Juan Carlos Casado, Cape Creus, Spain
The starry night's serene, apparently unchanging aspect is mostly a consequence of distance scales far beyond human comprehension. One can merrily handle parsecs, light years and so on but truth is I will never grasp a genuine awareness of spatial position and relation with the Universe. It certainly may be rationalized, but to feel it, that's another story. So, when sizes and distances are so out of this world, it is only natural that if two pieces happen to meet, most often than not they do it in a hurry. A lumbering tanker in the open ocean looks almost motionless for a distant observer, but for the unaware herring that happens to meet the bow wave, sure there is a jolt. Whenever the Earth and a foreign object happen to meet, it happens at such a high speed that friction in the atmosphere heats up and usually vaporizes the interloper.

Stones in all sizes

By far, arriving particles range from smoke dust to sand grains.
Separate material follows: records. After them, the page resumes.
//! Error types for material export.

pub type Result<T> = std::result::Result<T, ExportError>;

/// Errors that abort the export of a single material (or the whole library load).
///
/// Anything recoverable (an odd wrap mode, an unsupported blending mode, a texture
/// whose pixels cannot be read) is logged instead and never shows up here.
#[derive(Debug, thiserror::Error)]
pub enum ExportError {
    #[error("unsupported material configuration: {0}")]
    UnsupportedMaterial(String),

    #[error("diffuse and specular glossiness textures are both missing")]
    MissingTextures,

    #[error("failed to read pixels from texture {0}")]
    PixelRead(String),

    #[error("unsupported pixel format")]
    UnsupportedPixelFormat,

    #[error("unknown texture: {0}")]
    UnknownTexture(String),

    #[error("gpu readback failed: {0}")]
    Gpu(String),

    #[error("image encoding failed: {0}")]
    Image(#[from] image::ImageError),

    #[error("json error: {0}")]
    Json(#[from] serde_json::Error),

    #[error("io error: {0}")]
    Io(#[from] std::io::Error),
}
use std::io::Cursor;

use base64::{prelude::BASE64_STANDARD, Engine as _};
use image::{codecs::jpeg::JpegEncoder, DynamicImage, ImageFormat, RgbaImage};
use serde::{Deserialize, Serialize};

use super::PixelBuffer;
use crate::error::{ExportError, Result};

#[derive(Serialize, Deserialize, Debug, Clone, Copy, PartialEq, Eq, Hash, Default)]
pub enum ImageMimeType {
    #[default]
    #[serde(rename = "image/png")]
    Png,
    #[serde(rename = "image/jpeg")]
    Jpeg,
}

impl ImageMimeType {
    pub fn from_mime_str(mime: &str) -> Option<Self> {
        match mime {
            "image/png" => Some(ImageMimeType::Png),
            "image/jpeg" => Some(ImageMimeType::Jpeg),
            _ => None,
        }
    }

    pub fn as_str(&self) -> &'static str {
        match self {
            ImageMimeType::Png => "image/png",
            ImageMimeType::Jpeg => "image/jpeg",
        }
    }

    pub fn extension(&self) -> &'static str {
        match self {
            ImageMimeType::Png => ".png",
            ImageMimeType::Jpeg => ".jpeg",
        }
    }
}

/// An encoded image payload ready to be written next to the glTF or embedded into it.
#[derive(Debug, Clone, PartialEq, Eq)]
pub struct EncodedImage {
    pub mime_type: ImageMimeType,
    pub data: Vec<u8>,
}

impl EncodedImage {
    pub fn to_data_uri(&self) -> String {
        format!(
            "data:{};base64,{}",
            self.mime_type.as_str(),
            BASE64_STANDARD.encode(&self.data)
        )
    }
}

fn to_rgba8(pixels: &PixelBuffer) -> Result<Vec<u8>> {
    match pixels {
        PixelBuffer::U8(data) => Ok(data.clone()),
        PixelBuffer::F32(data) => Ok(data
            .iter()
            .map(|v| (v.clamp(0.0, 1.0) * 255.0).round() as u8)
            .collect()),
        PixelBuffer::U16(_) => Err(ExportError::UnsupportedPixelFormat),
    }
}

/// Encodes an RGBA buffer as PNG or JPEG. JPEG drops the alpha channel.
pub fn encode_pixels(
    pixels: &PixelBuffer,
    width: u32,
    height: u32,
    mime_type: ImageMimeType,
    jpeg_quality: u8,
) -> Result<EncodedImage> {
    let rgba = to_rgba8(pixels)?;
    let Some(img) = RgbaImage::from_raw(width, height, rgba) else {
        return Err(ExportError::PixelRead(format!(
            "buffer of {} samples does not fit {}x{}",
            pixels.len(),
            width,
            height
        )));
    };

    let mut data = Vec::new();
    match mime_type {
        ImageMimeType::Png => {
            DynamicImage::ImageRgba8(img).write_to(&mut Cursor::new(&mut data), ImageFormat::Png)?;
        }
        ImageMimeType::Jpeg => {
            let rgb = DynamicImage::ImageRgba8(img).to_rgb8();
            let encoder = JpegEncoder::new_with_quality(&mut data, jpeg_quality);
            rgb.write_with_encoder(encoder)?;
        }
    }

    Ok(EncodedImage { mime_type, data })
}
Less frequently a car size boulder strikes, showering whatever happens to be below with no consequences thus far like the March 27/2003 Park Forest event which sprinkled a Chicago suburb with stones. Objects this size arrive 4 to 10 times a year, larger objects less frequently.
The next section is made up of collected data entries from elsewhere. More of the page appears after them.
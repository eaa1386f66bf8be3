//! The subset of the glTF 2.0 schema produced by the material exporter.
//!
//! Every optional field is skipped when unset so records stay minimal, matching how
//! glTF treats omitted values as their defaults.

use serde::{Deserialize, Serialize};
use serde_repr::{Deserialize_repr, Serialize_repr};

#[derive(Serialize_repr, Deserialize_repr, Debug, Clone, Copy, Hash, PartialEq, Eq)]
#[repr(u32)]
pub enum MagFilter {
    Nearest = 9728,
    Linear = 9729,
}

#[derive(Serialize_repr, Deserialize_repr, Debug, Clone, Copy, Hash, PartialEq, Eq)]
#[repr(u32)]
pub enum MinFilter {
    Nearest = 9728,
    Linear = 9729,
    NearestMipmapNearest = 9984,
    LinearMipmapNearest = 9985,
    NearestMipmapLinear = 9986,
    LinearMipmapLinear = 9987,
}

#[derive(Serialize_repr, Deserialize_repr, Debug, Clone, Copy, Hash, PartialEq, Eq)]
#[repr(u32)]
pub enum WrapMode {
    ClampToEdge = 33071,
    MirroredRepeat = 33648,
    Repeat = 10497,
}

#[derive(Serialize, Deserialize, Debug, Clone, Copy, Hash, PartialEq, Eq, Default)]
#[serde(rename_all = "camelCase")]
pub struct Sampler {
    #[serde(skip_serializing_if = "Option::is_none")]
    pub mag_filter: Option<MagFilter>,
    #[serde(skip_serializing_if = "Option::is_none")]
    pub min_filter: Option<MinFilter>,
    #[serde(skip_serializing_if = "Option::is_none")]
    pub wrap_s: Option<WrapMode>,
    #[serde(skip_serializing_if = "Option::is_none")]
    pub wrap_t: Option<WrapMode>,
}

#[derive(Serialize, Deserialize, Debug, Clone, Copy, PartialEq, Eq, Hash)]
pub struct TextureInfo {
    pub index: u32,
    #[serde(rename = "texCoord", skip_serializing_if = "Option::is_none")]
    pub tex_coord: Option<u32>,
}

#[derive(Serialize, Deserialize, Debug, Clone, Copy, PartialEq)]
pub struct NormalTextureInfo {
    pub index: u32,
    #[serde(rename = "texCoord", skip_serializing_if = "Option::is_none")]
    pub tex_coord: Option<u32>,
    #[serde(skip_serializing_if = "Option::is_none")]
    pub scale: Option<f32>,
}

#[derive(Serialize, Deserialize, Debug, Clone, Copy, PartialEq)]
pub struct OcclusionTextureInfo {
    pub index: u32,
    #[serde(rename = "texCoord", skip_serializing_if = "Option::is_none")]
    pub tex_coord: Option<u32>,
    #[serde(skip_serializing_if = "Option::is_none")]
    pub strength: Option<f32>,
}

#[derive(Serialize, Deserialize, Debug, Clone, Copy, PartialEq, Eq)]
#[serde(rename_all = "UPPERCASE")]
pub enum AlphaMode {
    Opaque,
    Mask,
    Blend,
}

#[derive(Serialize, Deserialize, Debug, Clone, PartialEq, Default)]
#[serde(rename_all = "camelCase")]
pub struct PbrMetallicRoughness {
    #[serde(skip_serializing_if = "Option::is_none")]
    pub base_color_factor: Option<[f32; 4]>,
    #[serde(skip_serializing_if = "Option::is_none")]
    pub metallic_factor: Option<f32>,
    #[serde(skip_serializing_if = "Option::is_none")]
    pub roughness_factor: Option<f32>,
    #[serde(skip_serializing_if = "Option::is_none")]
    pub base_color_texture: Option<TextureInfo>,
    #[serde(skip_serializing_if = "Option::is_none")]
    pub metallic_roughness_texture: Option<TextureInfo>,
}

#[derive(Serialize, Deserialize, Debug, Clone, PartialEq, Default)]
#[serde(rename_all = "camelCase")]
pub struct Material {
    #[serde(skip_serializing_if = "Option::is_none")]
    pub name: Option<String>,
    #[serde(skip_serializing_if = "Option::is_none")]
    pub pbr_metallic_roughness: Option<PbrMetallicRoughness>,
    #[serde(skip_serializing_if = "Option::is_none")]
    pub normal_texture: Option<NormalTextureInfo>,
    #[serde(skip_serializing_if = "Option::is_none")]
    pub occlusion_texture: Option<OcclusionTextureInfo>,
    #[serde(skip_serializing_if = "Option::is_none")]
    pub emissive_texture: Option<TextureInfo>,
    #[serde(skip_serializing_if = "Option::is_none")]
    pub emissive_factor: Option<[f32; 3]>,
    #[serde(skip_serializing_if = "Option::is_none")]
    pub alpha_mode: Option<AlphaMode>,
    #[serde(skip_serializing_if = "Option::is_none")]
    pub alpha_cutoff: Option<f32>,
    #[serde(skip_serializing_if = "Option::is_none")]
    pub double_sided: Option<bool>,
    #[serde(skip_serializing_if = "Option::is_none")]
    pub extensions: Option<serde_json::Map<String, serde_json::Value>>,
}

impl Material {
    pub fn named(name: impl Into<String>) -> Self {
        Self {
            name: Some(name.into()),
            ..Default::default()
        }
    }

    /// Copy carrying only the scalar parts, all texture references dropped.
    pub fn without_textures(&self) -> Self {
        Self {
            name: self.name.clone(),
            pbr_metallic_roughness: self.pbr_metallic_roughness.as_ref().map(|pbr| {
                PbrMetallicRoughness {
                    base_color_factor: pbr.base_color_factor,
                    metallic_factor: pbr.metallic_factor,
                    roughness_factor: pbr.roughness_factor,
                    ..Default::default()
                }
            }),
            emissive_factor: self.emissive_factor,
            alpha_mode: self.alpha_mode,
            alpha_cutoff: self.alpha_cutoff,
            double_sided: self.double_sided,
            ..Default::default()
        }
    }

    pub fn has_textures(&self) -> bool {
        if self.emissive_texture.is_some()
            || self.normal_texture.is_some()
            || self.occlusion_texture.is_some()
        {
            return true;
        }
        self.pbr_metallic_roughness.as_ref().is_some_and(|pbr| {
            pbr.base_color_texture.is_some() || pbr.metallic_roughness_texture.is_some()
        })
    }
}

#[derive(Serialize, Deserialize, Debug, Clone, PartialEq, Eq)]
pub struct Texture {
    #[serde(skip_serializing_if = "Option::is_none")]
    pub name: Option<String>,
    #[serde(skip_serializing_if = "Option::is_none")]
    pub sampler: Option<u32>,
    pub source: u32,
}

#[derive(Serialize, Deserialize, Debug, Clone, PartialEq, Eq)]
#[serde(rename_all = "camelCase")]
pub struct Image {
    #[serde(skip_serializing_if = "Option::is_none")]
    pub name: Option<String>,
    #[serde(skip_serializing_if = "Option::is_none")]
    pub uri: Option<String>,
    #[serde(skip_serializing_if = "Option::is_none")]
    pub mime_type: Option<String>,
}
A significant comet or asteroid is likely to strike Earth once in a century releasing an energy equivalent to a fifth to half the Hiroshima atomic bomb though the probability of doing so over a populated area is remote. A true mass destruction event is likely to occur within a 100,000 year span. Killer impactors got attention when in 1980 a geologist group led by Luis Alvarez identified a thin worldwide iridium layer of suspiciously alien origin pointing to a meteoritic event as the probable cause for the demise of dinosaurs 65 million years ago. Hildebrand reported in 1991 geologic evidence of an ancient impact basin submerged off the coast of Yucatan and subsequently named Chicxulub for the Maya town nearby (by the way it means "tail of devil" in maya...). The crater's age (64.98 ± 0.05 million years) and diameter (170 km) closely match estimated size and energy of the purported killer object.

On the lookout

Worldwide mass destruction caused by extraterrestrial objects is now recognized as both a factor in the past evolution of life on Earth, and as a distinct menace to be reckoned with. The NEO organization (Near Earth Objects) carries an ongoing effort with the purpose of identifying and cataloging objects which by virtue of its size and orbital trajectories pose a distinct threat.